Digital networks enable the flow of information between spaces in real time through formatted communication tools such as databases or websites that can be accessed through electronic interfaces as any time and any place. ‘Relationships no longer depend on embodied persons being co-present with each other’ (Lyon in Lyon, ed. P.18) but being connected through digital networks. Castells (1996) defined ‘a network [as] a set of interconnected nodes’ (ibid, p. 470). Nodes are points of intersections depending on the concrete network that range from stock exchange markets to councils of ministers and television systems (ibid) but also include the penal justice system (Franko-Aas, 2005) and its various administration networks and educational provisions in settings such as the prison. ‘Networks are open structures, able to expand without limits, integrating new nodes as able as they are able to communicate within the network, namely as long as they share the same communication codes (for example, values or performance goals)’ (Castells 1996, p.470). According to McLuhan (1964) ‘both time (as measured visually and segmentally) and space (as uniform, pictorial, and enclosed) disappear in the electronic age of instant information’ (p. 152) ending ‘space as the as the main factor in social arrangements’ (p.94). Poster (2006) argued that ‘society is a now a double movement: one of individuals and institutions, another of information flows’ (p.65). Therefore, prisons are material reality and context for embodied experiences of individuals but also consist of virtual spaces allowing interactions with immaterial

information flows to monitor and control its interconnected trajectories (security, rehabilitation and economy).

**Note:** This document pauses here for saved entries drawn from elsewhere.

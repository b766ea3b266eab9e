//! Runtime provider and context wiring for the kiosk shell.
//!
//! The [`ShellController`] lives in a [`StoredValue`] and is only mutated from event callbacks.
//! After every dispatch a plain-data [`ShellView`] snapshot is published for the UI in
//! [`crate::components`].

use leptos::*;

use crate::{
    effect_executor,
    shell::{ShellAction, ShellController, ShellEffect, ShellView, ShortcutKey},
};

#[derive(Clone, Copy)]
/// Leptos context for reading shell state and dispatching [`ShellAction`] values.
pub struct ShellRuntimeContext {
    /// Controller owning the registry, resolver, and open windows.
    pub controller: StoredValue<ShellController>,
    /// Snapshot of the controller state, refreshed after every dispatch.
    pub view: RwSignal<ShellView>,
    /// Effects emitted by the controller and not yet executed.
    pub effects: RwSignal<Vec<ShellEffect>>,
    /// Action dispatch callback.
    pub dispatch: Callback<ShellAction>,
    /// Keyboard shortcut callback.
    pub shortcut: Callback<ShortcutKey>,
}

impl ShellRuntimeContext {
    pub fn dispatch_action(&self, action: ShellAction) {
        self.dispatch.call(action);
    }

    pub fn handle_shortcut(&self, key: ShortcutKey) {
        self.shortcut.call(key);
    }
}

fn publish(
    controller: StoredValue<ShellController>,
    view: RwSignal<ShellView>,
    effects: RwSignal<Vec<ShellEffect>>,
    new_effects: Vec<ShellEffect>,
) {
    let next = controller.with_value(ShellController::view_state);
    if next != view.get_untracked() {
        view.set(next);
    }
    if !new_effects.is_empty() {
        let mut queue = effects.get_untracked();
        queue.extend(new_effects);
        effects.set(queue);
    }
}

#[component]
/// Provides [`ShellRuntimeContext`] to descendant components.
pub fn ShellProvider(
    /// Fully constructed controller; the catalog is already loaded.
    controller: ShellController,
    children: Children,
) -> impl IntoView {
    let boot_effects = controller.boot_effects();
    let view = create_rw_signal(controller.view_state());
    let controller = store_value(controller);
    let effects = create_rw_signal(boot_effects);

    let dispatch = Callback::new(move |action: ShellAction| {
        let mut emitted = Vec::new();
        controller.update_value(|shell| emitted = shell.dispatch(action));
        publish(controller, view, effects, emitted);
    });
    let shortcut = Callback::new(move |key: ShortcutKey| {
        let mut emitted = Vec::new();
        controller.update_value(|shell| emitted = shell.handle_shortcut(key));
        publish(controller, view, effects, emitted);
    });

    let runtime = ShellRuntimeContext {
        controller,
        view,
        effects,
        dispatch,
        shortcut,
    };

    provide_context(runtime);
    effect_executor::install(runtime);

    children().into_view()
}

/// Returns the current [`ShellRuntimeContext`].
///
/// # Panics
///
/// Panics if called outside [`ShellProvider`].
pub fn use_shell_runtime() -> ShellRuntimeContext {
    use_context::<ShellRuntimeContext>().expect("ShellRuntimeContext not provided")
}
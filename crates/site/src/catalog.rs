//! Catalog embedded into the browser bundle.

use ordo_platform_host::MemoryCatalogSource;

include!(concat!(env!("OUT_DIR"), "/catalog_generated.rs"));

/// Catalog source over the embedded document. Project files are served from the site root.
pub fn embedded_catalog_source() -> MemoryCatalogSource {
    match EMBEDDED_CATALOG {
        Some(text) => MemoryCatalogSource::new(text),
        None => MemoryCatalogSource::missing(),
    }
    .with_existing_files(EMBEDDED_PROJECT_FILES.iter().copied())
    .serve_files_from("/")
}

#[cfg(test)]
mod tests {
    use ordo_platform_host::CatalogSource;
    use pretty_assertions::assert_eq;

    use super::*;

    #[test]
    fn embedded_source_serves_the_build_time_catalog() {
        let source = embedded_catalog_source();
        assert_eq!(
            source.read_catalog().expect("memory read"),
            EMBEDDED_CATALOG.map(str::to_string)
        );
        for file in EMBEDDED_PROJECT_FILES {
            assert_eq!(
                source.project_file_url(file),
                Some(format!("/{}", file.trim_start_matches('/')))
            );
        }
    }
}
//! Plain-text editor widget with debounced auto-save to the user text store.

#![warn(missing_docs, rustdoc::broken_intra_doc_links)]

use std::{cell::RefCell, rc::Rc, time::Duration};

use leptos::*;
use ordo_app_contract::{AppMountContext, AppServices, LocalAppModule, LocalWidget};
use ordo_platform_host::TextStore;

/// Text store key of the editor document.
pub const EDITOR_STORAGE_KEY: &str = ".ordo_editor.txt";
/// Quiet period after the last edit before the document is saved.
pub const AUTOSAVE_DELAY: Duration = Duration::from_millis(1000);
/// Registration record for the editor widget.
pub const EDITOR_MODULE: LocalAppModule =
    LocalAppModule::new("ordo.apps.editor.EditorWindow", build_editor_window);

/// Auto-save state shown in the editor status line.
#[derive(Debug, Clone, Copy, PartialEq, Eq)]
pub enum SaveStatus {
    /// Nothing saved yet in this session.
    AutoSaveEnabled,
    /// A save is in flight.
    Saving,
    /// The latest scheduled save succeeded.
    Saved,
    /// The latest scheduled save failed.
    Failed,
}

impl SaveStatus {
    /// Status line text.
    pub fn label(self) -> &'static str {
        match self {
            Self::AutoSaveEnabled => "Auto-save enabled",
            Self::Saving => "Saving...",
            Self::Saved => "Saved",
            Self::Failed => "Save failed",
        }
    }
}

/// Editor buffer with revision tracking for debounced saves.
///
/// Every edit bumps the revision. A save scheduled for an older revision is dropped, so only the
/// last edit of a burst reaches the store.
#[derive(Debug, Clone, PartialEq, Eq)]
pub struct EditorDocument {
    text: String,
    revision: u64,
    saved_revision: u64,
    status: SaveStatus,
}

impl EditorDocument {
    /// Creates a clean document holding `text`.
    pub fn new(text: impl Into<String>) -> Self {
        Self {
            text: text.into(),
            revision: 0,
            saved_revision: 0,
            status: SaveStatus::AutoSaveEnabled,
        }
    }

    /// Loads the persisted document. Read failures are logged and yield an empty document.
    pub fn load(store: &dyn TextStore) -> Self {
        match store.load_text(EDITOR_STORAGE_KEY) {
            Ok(text) => Self::new(text.unwrap_or_default()),
            Err(err) => {
                logging::warn!("editor document load failed: {err}");
                Self::new(String::new())
            }
        }
    }

    /// Current buffer contents.
    pub fn text(&self) -> &str {
        &self.text
    }

    /// Current auto-save status.
    pub fn status(&self) -> SaveStatus {
        self.status
    }

    /// Whether the buffer has edits that were not saved yet.
    pub fn is_dirty(&self) -> bool {
        self.revision != self.saved_revision
    }

    /// Replaces the buffer and returns the revision a save should be scheduled for. The status
    /// reads [`SaveStatus::Saving`] until that save finishes.
    pub fn edit(&mut self, text: String) -> u64 {
        self.text = text;
        self.revision += 1;
        self.status = SaveStatus::Saving;
        self.revision
    }

    /// Starts saving `revision`. Returns the text to write, or `None` when a newer edit
    /// superseded it or nothing changed.
    pub fn begin_save(&mut self, revision: u64) -> Option<String> {
        if revision != self.revision || !self.is_dirty() {
            return None;
        }
        self.status = SaveStatus::Saving;
        Some(self.text.clone())
    }

    /// Records the outcome of a save started with [`Self::begin_save`].
    pub fn finish_save(&mut self, revision: u64, result: Result<(), String>) {
        match result {
            Ok(()) => {
                self.saved_revision = self.saved_revision.max(revision);
                self.status = SaveStatus::Saved;
            }
            Err(err) => {
                logging::warn!("editor auto-save failed: {err}");
                self.status = SaveStatus::Failed;
            }
        }
    }

    /// Saves `revision` to `store` if it is still the latest edit. Returns whether a write was
    /// attempted.
    pub fn save_revision(&mut self, store: &dyn TextStore, revision: u64) -> bool {
        let Some(text) = self.begin_save(revision) else {
            return false;
        };
        let result = store.save_text(EDITOR_STORAGE_KEY, &text);
        self.finish_save(revision, result);
        true
    }

    /// Saves the latest edit right away if it is not saved yet. Returns whether a write was
    /// attempted.
    pub fn flush(&mut self, store: &dyn TextStore) -> bool {
        let revision = self.revision;
        self.save_revision(store, revision)
    }
}

struct EditorWindow {
    document: Rc<RefCell<EditorDocument>>,
}

fn build_editor_window(services: &AppServices) -> Result<Box<dyn LocalWidget>, String> {
    let document = EditorDocument::load(services.text_store.as_ref());
    Ok(Box::new(EditorWindow {
        document: Rc::new(RefCell::new(document)),
    }))
}

impl LocalWidget for EditorWindow {
    fn component_name(&self) -> &'static str {
        "EditorWindow"
    }

    fn mount(&self, context: AppMountContext) -> View {
        view! {
            <EditorView document=self.document.clone() store=context.services.text_store />
        }
        .into_view()
    }
}

/// Runs a debounced save. Does nothing once the editor view has been disposed.
fn save_scheduled(state: RwSignal<EditorDocument>, store: &dyn TextStore, revision: u64) -> bool {
    state
        .try_update(|doc| doc.save_revision(store, revision))
        .unwrap_or(false)
}

/// Writes the pending edit when the window closes before its debounced save ran.
fn flush_on_close(
    state: RwSignal<EditorDocument>,
    document: &RefCell<EditorDocument>,
    store: &dyn TextStore,
) -> bool {
    if let Some(latest) = state.try_get_untracked() {
        *document.borrow_mut() = latest;
    }
    document.borrow_mut().flush(store)
}

#[component]
fn EditorView(document: Rc<RefCell<EditorDocument>>, store: Rc<dyn TextStore>) -> impl IntoView {
    let state = create_rw_signal(document.borrow().clone());
    {
        let document = document.clone();
        create_effect(move |_| {
            *document.borrow_mut() = state.get();
        });
    }
    {
        let store = store.clone();
        on_cleanup(move || {
            flush_on_close(state, &document, store.as_ref());
        });
    }

    let on_input = move |ev: ev::Event| {
        let text = event_target_value(&ev);
        let Some(revision) = state.try_update(|doc| doc.edit(text)) else {
            return;
        };
        let store = store.clone();
        set_timeout(
            move || {
                save_scheduled(state, store.as_ref(), revision);
            },
            AUTOSAVE_DELAY,
        );
    };

    view! {
        <div class="ordo-editor">
            <textarea
                class="ordo-editor-text"
                prop:value=move || state.with(|doc| doc.text().to_string())
                on:input=on_input
                spellcheck="false"
                autocomplete="off"
                aria-label="Text editor"
            />
            <div class="ordo-editor-status" role="status">
                {move || state.with(|doc| doc.status().label())}
            </div>
        </div>
    }
}

#[cfg(test)]
mod tests {
    use ordo_platform_host::MemoryTextStore;
    use pretty_assertions::assert_eq;

    use super::*;

    #[test]
    fn load_reads_persisted_text_or_starts_empty() {
        let store = MemoryTextStore::with_document(EDITOR_STORAGE_KEY, "draft");
        let doc = EditorDocument::load(&store);
        assert_eq!(doc.text(), "draft");
        assert_eq!(doc.status().label(), "Auto-save enabled");

        let empty = EditorDocument::load(&MemoryTextStore::default());
        assert_eq!(empty.text(), "");
        assert!(!empty.is_dirty());
    }

    #[test]
    fn only_the_latest_revision_is_saved() {
        let store = MemoryTextStore::default();
        let mut doc = EditorDocument::new("");
        let first = doc.edit("h".to_string());
        let second = doc.edit("hello".to_string());

        assert!(!doc.save_revision(&store, first));
        assert_eq!(store.document(EDITOR_STORAGE_KEY), None);

        assert!(doc.save_revision(&store, second));
        assert_eq!(store.document(EDITOR_STORAGE_KEY).as_deref(), Some("hello"));
        assert_eq!(doc.status(), SaveStatus::Saved);
        assert!(!doc.is_dirty());

        assert!(!doc.save_revision(&store, second));
    }

    #[test]
    fn failed_save_keeps_document_dirty() {
        let store = MemoryTextStore::default();
        store.fail_writes(true);
        let mut doc = EditorDocument::new("");
        let revision = doc.edit("unsaved".to_string());

        assert!(doc.save_revision(&store, revision));
        assert_eq!(doc.status().label(), "Save failed");
        assert!(doc.is_dirty());

        store.fail_writes(false);
        assert!(doc.save_revision(&store, revision));
        assert_eq!(doc.status().label(), "Saved");
    }

    #[test]
    fn status_reads_saving_from_edit_until_the_save_finishes() {
        let mut doc = EditorDocument::new("");
        let revision = doc.edit("typed".to_string());
        assert_eq!(doc.status().label(), "Saving...");
        assert_eq!(doc.begin_save(revision).as_deref(), Some("typed"));
        assert_eq!(doc.status().label(), "Saving...");
        doc.finish_save(revision, Ok(()));
        assert_eq!(doc.status().label(), "Saved");

        doc.edit("typed more".to_string());
        assert_eq!(doc.status(), SaveStatus::Saving);
    }

    #[test]
    fn flush_saves_only_unsaved_edits() {
        let store = MemoryTextStore::default();
        let mut doc = EditorDocument::new("kept");
        assert!(!doc.flush(&store));

        doc.edit("pending".to_string());
        assert!(doc.flush(&store));
        assert_eq!(store.document(EDITOR_STORAGE_KEY).as_deref(), Some("pending"));
        assert!(!doc.flush(&store));
    }

    #[test]
    fn closing_the_window_before_the_debounce_keeps_the_last_edit() {
        let runtime = create_runtime();
        let store = MemoryTextStore::default();
        let document = RefCell::new(EditorDocument::new(""));

        let mount = as_child_of_current_owner(|initial: EditorDocument| {
            let state = create_rw_signal(initial);
            let revision = state
                .try_update(|doc| doc.edit("last words".to_string()))
                .unwrap_or_default();
            (state, revision)
        });
        let ((state, revision), disposer) = mount(EditorDocument::new(""));
        *document.borrow_mut() = state.get_untracked();
        drop(disposer);

        assert!(!save_scheduled(state, &store, revision));
        assert_eq!(store.document(EDITOR_STORAGE_KEY), None);

        assert!(flush_on_close(state, &document, &store));
        assert_eq!(
            store.document(EDITOR_STORAGE_KEY).as_deref(),
            Some("last words")
        );

        runtime.dispose();
    }

    #[test]
    fn factory_loads_document_from_services() {
        let store = MemoryTextStore::with_document(EDITOR_STORAGE_KEY, "kept");
        let services = AppServices::new(Rc::new(store));
        let widget = EDITOR_MODULE.instantiate(&services).expect("editor builds");
        assert_eq!(widget.component_name(), "EditorWindow");
    }
}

However, as Franko-Aas (2005) argued, ‘information is not simply, not even primarily an objectivated piece of scientific knowledge, but rather a tool for governance’ (p.50). Garland (2001) pointed at the ‘systemisation of criminal justice – using information technology, operational models, and computerised data processing’ (p.115) starting in the 1980s and 1990s in the UK. ‘This systemisation has allowed a greater measure of central planning and control to occur, and has enhanced government’s capacity to pursue system-wide policy objectives’ (ibid). ‘New information, and especially communication technologies and improved transportation, have enabled many things to be done at a distance in the past half century’ (Lyon in Lyon, ed., 2003, p.18). This governing-at-a-distance (Garland, 2001) as discussed in chapter 2 uses distinct virtual spaces of communication to monitor, assess and account for prison performances but also to control the individuals within: prisoners and prison staff ‘to focus decision-making and target interventions’ (p.116). For that, ‘contemporary governmental strategies are intricately connected with various knowledge systems […] [and] the need to know the objects that are being governed’ (Franko-Aas, 2005, p.50-51). Within prison education the objects to be controlled include educational levels but also attendance records. Although Franko-Aas (2005) analysed sentencing information systems similarities can be drawn to any other information systems. Firstly, the choice of information is a political decision. As chapter 2 highlighted, criminogenic needs are the very problems to be addressed to rehabilitate offenders. Secondly, the methods to collect and circulate information are of utmost importance. ‘Information needs to be produced and circulated; it needs a technological, organisational and economic infrastructure that enables its survival’ (ibid, p.51). As discussed in chapter 2 prisons

have three distinct trajectories that intertwine. The economic, security and rehabilitative trajectories require and produce specific information flows ensuring the survival of an individual prison, its services and provision. Those information flows are captured and disseminated in distinct technological artefacts. The next section, therefore, discusses the very distinct characteristics of databases as ‘the key category of culture’ (Manovich, 2001) that shape the production and circulation of information via information networks.